Jarkko Turunen, the IMF’s mission head to the Bahamas, said: “GDP growth remains modest, projected to have been around 1 per cent in 2015 and, following the further delay in the opening of the Baha Mar resort, growth is now projected to rise only to 1.5 per cent in 2016.

“While there is significant uncertainty about the timing of the project’s completion, Baha Mar’s opening is likely to provide an additional boost to growth. Unemployment is high and inflation moderate (at 1.6 per cent in August), with the temporary increase from VAT introduction tempered by the impact of lower energy prices.

“Gross international reserves remain low, at $774 million (end-October), equivalent to about 2.2 months of imports of goods and services. The large share of non-performing loans (15 per cent of total loans at end-October) continues to constrain bank lending. Central government debt is estimated to have increased,” he added.

“However, the January 2015 introduction of a broad-based VAT, with a low standard rate and few exemptions, has contributed to fiscal consolidation. Reports of VAT implementation thus far are encouraging, with revenue exceeding expectations.”

To reverse the Bahamas’ seemingly slow economic decline, the IMF statement urged the Government to move on structural reforms it had identified in its 2015 Article IV report.

“Near term challenges stemming from the low growth environment underline the importance of implementing past policy recommendations,” Mr Turunen said.

“Specifically, the 2015 Article IV report recommended structural reforms to support strong and inclusive medium-term growth and competitiveness; rebuilding fiscal and external buffers; and policies to preserve financial sector stability.”

The IMF statement appears to suggest that the Bahamas’ pace of reform is too slow, and that numerous structural imbalances will continue to restrain economic growth unless removed or corrected.

“Continued fiscal consolidation, through steadfast implementation of the VAT with few exemptions and expenditure rationalisation, together with public enterprise reform, remains critical to sustaining macroeconomic stability,” Mr Turunen said.

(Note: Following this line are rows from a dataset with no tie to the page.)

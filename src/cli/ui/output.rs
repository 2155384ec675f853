use console::style;

/// Styled status lines on stderr, keeping stdout free for reports
pub struct Output {
    quiet: bool,
}

impl Output {
    pub fn new() -> Self {
        Self { quiet: false }
    }

    pub fn quiet(mut self, quiet: bool) -> Self {
        self.quiet = quiet;
        self
    }

    pub fn success(&self, message: &str) {
        if !self.quiet {
            eprintln!("{} {}", style("✓").green(), message);
        }
    }

    /// Printed even when quiet
    pub fn error(&self, message: &str) {
        eprintln!("{} {}", style("✗").red(), message);
    }

    pub fn warning(&self, message: &str) {
        if !self.quiet {
            eprintln!("{} {}", style("⚠").yellow(), message);
        }
    }

    pub fn info(&self, message: &str) {
        if !self.quiet {
            eprintln!("{} {}", style("ℹ").blue(), message);
        }
    }

    pub fn section(&self, message: &str) {
        if !self.quiet {
            eprintln!("\n{}", style(message).bold());
            eprintln!("{}", "─".repeat(40));
        }
    }
}

impl Default for Output {
    fn default() -> Self {
        Self::new()
    }
}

“Finalising and implementing the National Development Plan, and further progress in energy sector reform, remain priorities.”

The IMF’s statement echoes the recent full Bahamas country analysis produced by Standard & Poor’s (S&P), which had previously downgraded this nation’s creditworthiness to just one notch above ‘junk status’.

The fact that the Fund’s latest assessment is almost perfectly aligned with that of the credit rating agencies is another sign of the urgent need for the Bahamas to reverse its present economic direction.

For S&P’s 2016 GDP growth forecast of 1.5 per cent now perfectly matches the IMF’s, with the former warning that “material benefits” from the Baha Mar project are more than two years away.

The credit rating agency predicted there would be no “significant changes” to this nation’s economic outlook until 2017-2018 – a diagnosis that will weigh heavily on the Government’s fiscal performance.

For despite a relatively successful VAT implementation, S&P warned that the Christie administration – and its successor – will have “limited fiscal flexibility” without faster economic growth.

Its country analysis added that the Government had “limited capacity”, which inhibited its plans to address “some of the growth bottlenecks and structural problems plaguing the Bahamian economy”.

The IMF’s December 2015 mission met with Michael Halkitis, minister of state for finance, and Central Bank governor Wendy Craigg, plus unnamed government officials and private sector representatives.

It was intended to pave the way for the Fund’s full 2016 Article IV assessment of the Bahamian economy, which is scheduled to take place in March next year.